Le Parlement adopte définitivement une loi bancaire adoucie
Le projet de loi sur la
séparation et la régulation des activités bancaire a définitivement été adopté
par le Sénat, jeudi 18 juillet, dans le sillage de l’Assemblée nationale la veille. Ce
texte, très adouci par rapport aux intentions de départ, prévoit notamment le
transfert d’ici 2015 des opérations spéculatives menées par la banque pour son
propre compte dans une filiale autonome, l’obligation de publier leurs
activités dans les paradis fiscaux ou encore le
plafonnement de certains frais bancaires liés aux découverts pour tous
les consommateurs.
Cette loi, promise par François Hollande durant sa campagne, doit permettre de sanctuariser
les dépôts des épargnants. Elle n’est, aux yeux de Karine Berger, députée PS et
rapporteur de la loi, qu’un premier pas. Il faudra ajouter « d’autres étages à la tour de Babel de la
régulation financière», a-t-elle admis. Il est vrai que toutes les activités susceptibles
d’être séparées ne le seront pas toujours. Le texte prévoit que les activités
considérées utiles au financement de l’économie et plus précisément aux
entreprises resteront rattachées à la maison-mère. Sont concernées, par exemple, les activités liées à la
fourniture de services d’investissement à la clientèle ou encore les activités
liées à la couverture des risques. Mais les professionnels savent que la frontière entre les activités liées au financement de l'économie et les opérations purement spéculatives est difficile à établir.
En revanche, le texte
de loi vient renforcer substantiellement les pouvoirs de contrôle et
d’intervention de l’Autorité de contrôle prudentiel (ACP). Elle sera dotée d’un nouveau collège et deviendra
l’autorité de contrôle prudentiel et de résolution (ACPR). En cas de
défaillance d’un établissement, elle pourra changer ses dirigeants,
imposer de céder des actifs, scinder ses
activités ou encore obliger certains créanciers et actionnaires à apporter leur
contribution.
En outre, les établissements bancaires auront obligation de publier, pays par
pays, le nom et la nature de leurs activités, leur produit net bancaire, leurs
effectifs, leur bénéfice ou perte avant impôt, le montant total de leurs impôts
redevables, les subventions publiques reçues. Une sanction est prévue pour les
contrevenants. Enfin les titulaires de compte
verront certains frais bancaires plafonnés.

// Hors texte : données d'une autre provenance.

//! Tracing session control.
//!
//! A [`Session`] walks `configured -> active -> destroyed`. Creation enables
//! one channel and the requested events in one domain; dropping a session that
//! was not [`Session::finish`]ed still stops and destroys it.

use std::ffi::OsString;
use std::fs;
use std::path::{Path, PathBuf};
use std::process::Command;

use log::{debug, info, warn};
use nix::sys::signal::{kill, Signal};
use nix::unistd::Pid;
use rand::Rng;
use rand_chacha::rand_core::SeedableRng;
use rand_chacha::ChaCha8Rng;
use serde::{Deserialize, Serialize};
use tempfile::TempDir;

use crate::command::checked_output;
use crate::error::{Error, Result};

pub const DEFAULT_CHANNEL: &str = "channel0";

#[derive(Clone, Copy, Debug, PartialEq, Eq, Serialize, Deserialize)]
#[serde(rename_all = "lowercase")]
pub enum Domain {
    Ust,
    Kernel,
}

impl Domain {
    fn flag(self) -> &'static str {
        match self {
            Domain::Ust => "--userspace",
            Domain::Kernel => "--kernel",
        }
    }
}

/// Everything needed to set up one session.
#[derive(Clone, Debug, PartialEq, Eq)]
pub struct SessionConfig {
    pub name: String,
    pub trace_path: PathBuf,
    pub domain: Domain,
    pub channel: String,
    /// Tracepoint names or wildcard patterns, enabled at every log level.
    pub events: Vec<String>,
    /// Snapshot sessions keep events in memory and never write the trace.
    pub snapshot: bool,
}

/// Narrow view of the tracing control library.
pub trait TracingController {
    /// Set up `config.name`: replace any stale session of the same name,
    /// create it on `config.trace_path` and enable the channel and events.
    fn create(&mut self, config: &SessionConfig) -> Result<()>;
    fn start(&mut self, name: &str) -> Result<()>;
    /// Stop recording; returns once buffered data has been flushed.
    fn stop(&mut self, name: &str) -> Result<()>;
    fn destroy(&mut self, name: &str) -> Result<()>;
}

impl<C: TracingController + ?Sized> TracingController for &mut C {
    fn create(&mut self, config: &SessionConfig) -> Result<()> {
        (**self).create(config)
    }
    fn start(&mut self, name: &str) -> Result<()> {
        (**self).start(name)
    }
    fn stop(&mut self, name: &str) -> Result<()> {
        (**self).stop(name)
    }
    fn destroy(&mut self, name: &str) -> Result<()> {
        (**self).destroy(name)
    }
}

#[derive(Clone, Copy, Debug, PartialEq, Eq)]
pub enum SessionState {
    Configured,
    Active,
    Stopped,
    Destroyed,
}

/// A live session exclusively owned by the caller.
pub struct Session<'c, C: TracingController + ?Sized> {
    controller: &'c mut C,
    config: SessionConfig,
    state: SessionState,
}

impl<'c, C: TracingController + ?Sized> Session<'c, C> {
    /// Create, configure and start a session.
    pub fn begin(controller: &'c mut C, config: SessionConfig) -> Result<Self> {
        controller.create(&config)?;
        let mut session = Session {
            controller,
            config,
            state: SessionState::Configured,
        };
        session.controller.start(&session.config.name)?;
        session.state = SessionState::Active;
        info!(
            "tracing session {} active ({:?}, {} event rule(s))",
            session.config.name,
            session.config.domain,
            session.config.events.len()
        );
        Ok(session)
    }

    pub fn state(&self) -> SessionState {
        self.state
    }

    /// Stop and destroy, reporting failures. Returns the configuration so the
    /// caller can read the trace back.
    pub fn finish(mut self) -> Result<SessionConfig> {
        if self.state == SessionState::Active {
            self.controller.stop(&self.config.name)?;
            self.state = SessionState::Stopped;
        }
        self.controller.destroy(&self.config.name)?;
        self.state = SessionState::Destroyed;
        Ok(self.config.clone())
    }
}

impl<C: TracingController + ?Sized> Drop for Session<'_, C> {
    fn drop(&mut self) {
        if self.state == SessionState::Destroyed {
            return;
        }
        if self.state == SessionState::Active {
            if let Err(e) = self.controller.stop(&self.config.name) {
                warn!("failed to stop session {}: {e}", self.config.name);
            }
        }
        if let Err(e) = self.controller.destroy(&self.config.name) {
            warn!("failed to destroy session {}: {e}", self.config.name);
        }
        self.state = SessionState::Destroyed;
    }
}

/// Per-run scratch space: temporary directory holding traces and the daemon
/// pidfile, plus the session name shared by every session of the run.
pub struct Workspace {
    dir: TempDir,
    session_name: String,
    next_trace: u32,
}

impl Workspace {
    /// `seed == 0` draws the session name from entropy.
    pub fn new(seed: u64) -> std::io::Result<Self> {
        let dir = tempfile::Builder::new()
            .prefix("lttng-ust-bench-")
            .tempdir()?;
        let seed = if seed == 0 {
            rand::thread_rng().gen()
        } else {
            seed
        };
        let mut rng = ChaCha8Rng::seed_from_u64(seed);
        let session_name = format!(
            "bench-{:08x}-{:04x}-{:012x}",
            rng.gen::<u32>(),
            rng.gen::<u16>(),
            rng.gen::<u64>() & 0xffff_ffff_ffff
        );
        Ok(Self {
            dir,
            session_name,
            next_trace: 0,
        })
    }

    pub fn path(&self) -> &Path {
        self.dir.path()
    }

    pub fn session_name(&self) -> &str {
        &self.session_name
    }

    pub fn pidfile(&self) -> PathBuf {
        self.dir.path().join("lttng-sessiond.pid")
    }

    /// Configuration for the next session; every session records into its
    /// own directory under `<tmp>/<session name>/`.
    pub fn session_config(
        &mut self,
        domain: Domain,
        events: Vec<String>,
        snapshot: bool,
    ) -> SessionConfig {
        let trace_path = self
            .dir
            .path()
            .join(&self.session_name)
            .join(self.next_trace.to_string());
        self.next_trace += 1;
        SessionConfig {
            name: self.session_name.clone(),
            trace_path,
            domain,
            channel: DEFAULT_CHANNEL.to_string(),
            events,
            snapshot,
        }
    }
}

/// The `lttng-sessiond` process. Only a daemon started by us is terminated.
pub struct SessionDaemon {
    lttng: PathBuf,
    sessiond: PathBuf,
    pidfile: PathBuf,
    started: bool,
}

impl SessionDaemon {
    pub fn new(lttng: impl Into<PathBuf>, sessiond: impl Into<PathBuf>, pidfile: PathBuf) -> Self {
        Self {
            lttng: lttng.into(),
            sessiond: sessiond.into(),
            pidfile,
            started: false,
        }
    }

    pub fn is_alive(&self) -> bool {
        match Command::new(&self.lttng).arg("list").output() {
            Ok(out) => {
                let stderr = String::from_utf8_lossy(&out.stderr);
                out.status.success() || !stderr.contains("No session daemon")
            }
            Err(_) => false,
        }
    }

    pub fn ensure_running(&mut self) -> Result<()> {
        if self.is_alive() {
            return Ok(());
        }
        info!("starting {}", self.sessiond.display());
        checked_output(
            Command::new(&self.sessiond)
                .args(["--daemonize", "--quiet", "--pidfile"])
                .arg(&self.pidfile),
        )?;
        self.started = true;
        Ok(())
    }

    pub fn started(&self) -> bool {
        self.started
    }

    /// SIGTERM the daemon we launched, if any.
    pub fn terminate(&mut self) -> Result<()> {
        if !self.started {
            return Ok(());
        }
        self.started = false;
        let pid: i32 = fs::read_to_string(&self.pidfile)?
            .trim()
            .parse()
            .map_err(|e| std::io::Error::new(std::io::ErrorKind::InvalidData, e))?;
        kill(Pid::from_raw(pid), Signal::SIGTERM).map_err(std::io::Error::from)?;
        info!("terminated lttng-sessiond [{pid}]");
        Ok(())
    }
}

impl Drop for SessionDaemon {
    fn drop(&mut self) {
        if let Err(e) = self.terminate() {
            warn!("failed to terminate lttng-sessiond: {e}");
        }
    }
}

/// [`TracingController`] driving the `lttng` command-line client.
pub struct LttngCli {
    lttng: PathBuf,
    daemon: SessionDaemon,
}

impl LttngCli {
    pub fn new(lttng: impl Into<PathBuf>, daemon: SessionDaemon) -> Self {
        Self {
            lttng: lttng.into(),
            daemon,
        }
    }

    pub fn daemon(&self) -> &SessionDaemon {
        &self.daemon
    }

    fn lttng<I, S>(&self, op: &'static str, args: I) -> Result<()>
    where
        I: IntoIterator<Item = S>,
        S: Into<OsString>,
    {
        let args: Vec<OsString> = args.into_iter().map(Into::into).collect();
        match checked_output(Command::new(&self.lttng).args(&args)) {
            Ok(_) => Ok(()),
            Err(Error::CommandFailed { stderr, status, .. }) => Err(Error::tracing(
                op,
                if stderr.is_empty() {
                    status.to_string()
                } else {
                    stderr
                },
            )),
            Err(e) => Err(e),
        }
    }

    /// Channel and event rules of a freshly created session.
    fn configure(&self, config: &SessionConfig) -> Result<()> {
        let session = ["--session", config.name.as_str()];
        self.lttng(
            "enable-channel",
            ["enable-channel"]
                .into_iter()
                .chain(session)
                .chain([config.domain.flag(), config.channel.as_str()]),
        )?;

        for event in &config.events {
            self.lttng(
                "enable-event",
                ["enable-event"].into_iter().chain(session).chain([
                    config.domain.flag(),
                    "--channel",
                    config.channel.as_str(),
                    "--tracepoint",
                    event.as_str(),
                ]),
            )?;
        }
        Ok(())
    }
}

impl TracingController for LttngCli {
    fn create(&mut self, config: &SessionConfig) -> Result<()> {
        self.daemon.ensure_running()?;

        if let Err(e) = self.destroy(&config.name) {
            debug!("no stale session {}: {e}", config.name);
        }

        let mut create: Vec<OsString> = vec!["create".into(), config.name.clone().into()];
        if config.snapshot {
            create.push("--snapshot".into());
        }
        create.push("--output".into());
        create.push(config.trace_path.clone().into());
        self.lttng("create", create)?;

        if let Err(e) = self.configure(config) {
            if let Err(destroy) = self.destroy(&config.name) {
                warn!("failed to destroy half-configured session {}: {destroy}", config.name);
            }
            return Err(e);
        }
        debug!("session {} created at {}", config.name, config.trace_path.display());
        Ok(())
    }

    fn start(&mut self, name: &str) -> Result<()> {
        self.lttng("start", ["start", name])
    }

    fn stop(&mut self, name: &str) -> Result<()> {
        self.lttng("stop", ["stop", name])
    }

    fn destroy(&mut self, name: &str) -> Result<()> {
        self.lttng("destroy", ["destroy", name])
    }
}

Ce plafond sera baissé pour les
clients les plus fragiles qui bénéficient d’un droit au compte à la Banque de France.
D’ici au 30 juin 2014, le
gouvernement remettra au Parlement un rapport détaillant l’impact de cette loi
sur la compétitivité du secteur bancaire français par rapport aux
établissements de crédit américains et européens.